Outra percepção foi a baixíssima densidade populacional ao longo da estrada, campos verdes ora mostravam algumas cabeças de gado, ora plantações de cana de açúcar. Vimos também pessoas pedindo carona e vendedores de queijo.Essas pessoas pedindo carona não eram mochileiros se aventurando e sim o reflexo da precariedade do sistema de transporte inter-municipal.
Para fazer uma viagem inter-municipal há 3 opções:
1) entrar na fila para utilizar o sistema oficial de transporte público, um caminhão com cadeiras – pau de arara, por vezes sem garantia de horário; 2) juntar dinheiro para arcar com um táxi compartilhado, que é muito caro para um cidadão cubano pagar – U$30 – o salário mínimo em Cuba é U$10 e 3) pedir carona.
Já os vendedores de queijo são produtores de leite tentando incrementar sua renda, que é muito baixa. Todos os agricultures e pecuaristas obrigatoriamente devem vender 90% de sua produção ao governo, dessa forma, deixo para vocês tirarem as próprias conclusões da manipulação de preços frequentemente em seu desfavor. Nesse cenário, entra em cena pela primeira vez o que apelidamos de “jeitinho cubano”, artifício da população para poder sobreviver dignamente. Os produtores de leite declaram menos do que produzem e com o restante produzem queijo, vendendo ilegalmente nas estradas para seus conterrâneos e turistas.
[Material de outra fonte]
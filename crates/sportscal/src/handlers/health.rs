//! Health check endpoint.

use axum::{extract::State, Json};
use chrono::Utc;
use serde::Serialize;

use sportscal_core::cache::LeagueStatus;

use crate::state::AppState;

#[derive(Debug, Serialize)]
pub struct HealthResponse {
    pub status: &'static str,
    pub leagues: Vec<LeagueStatus>,
}

/// GET /health - Liveness plus per-league cache state.
///
/// Reads cache bookkeeping only and never triggers an upstream fetch.
pub async fn health(State(state): State<AppState>) -> Json<HealthResponse> {
    Json(HealthResponse {
        status: "ok",
        leagues: state.cache.status(Utc::now()),
    })
}
use thiserror::Error;

/// Errors that can occur when resolving a league key.
#[derive(Debug, Error, Clone, PartialEq, Eq)]
pub enum LeagueError {
    #[error("Unknown league: {0}")]
    Unknown(String),
}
Continuando a viagem, passamos pela cidade de Cienfuegos, onde o casal que nos acompanhava ficou. Cienfuegos é conhecida como “La Perla del Sur”, atrai turistas por sua arquitetura francesa, repleta de casarões neoclássicos que hoje fazem parte do Patrimônio Cultural da Humanidade pela UNESCO, além de suas belas praias. O nosso planejamento não incluía ficar em Cienfuegos porém, se você tiver mais tempo disponível, é uma cidade que com certeza vale a pena passar um dia.
Seguimos agora por uma estrada simples, margeando a costa sul, até chegar em Trinidad, a terceira vila fundada em Cuba pelos espanhóis, em 1514.A cidade tem um charme histórico incrível, que remete diretamente aos séculos XVI e XVII. Também tombada pela UNESCO, é considerada uma das cidades do período colonial mais bem preservadas no continente americano. Foi um engenho de açúcar até o século XIX e posteriormente se tornou um centro turístico para quem deseja passar por uma imersão histórica e cultural.
Estávamos um pouco cansados da viagem de 4h naquela barca dos anos 50 quando chegamos na nossa próxima casinha, da Sra. Mariela. A cidade já oferecia um acolhimento porém nos sentimos literalmente abraçados quando a Mariela nos recebeu. Ela tinha uma voz suave e uma calma no modo de falar que nos trouxe uma paz instantânea e, além de todo esse bem estar, seu marido ainda preparou um sorvete de boas-vindas.
A casa era muito espaçosa e fresca, fazia muito calor e mesmo assim nos sentimos muito confortáveis lá. Como muitas casas em Trinidad, possuía um terraço para quem quisesse contemplar a calma e a paisagem da cidade, circundada por uma pequena cordilheira de montanhas.
Montamos acampamento e então saímos para conhecer um pouco da cidadela. O centro histórico é delimitado por portões de metal em cada uma das ruas de acesso, com a finalidade de filtrar o movimento de automóveis e tornando a caminhada ainda mais tranquila.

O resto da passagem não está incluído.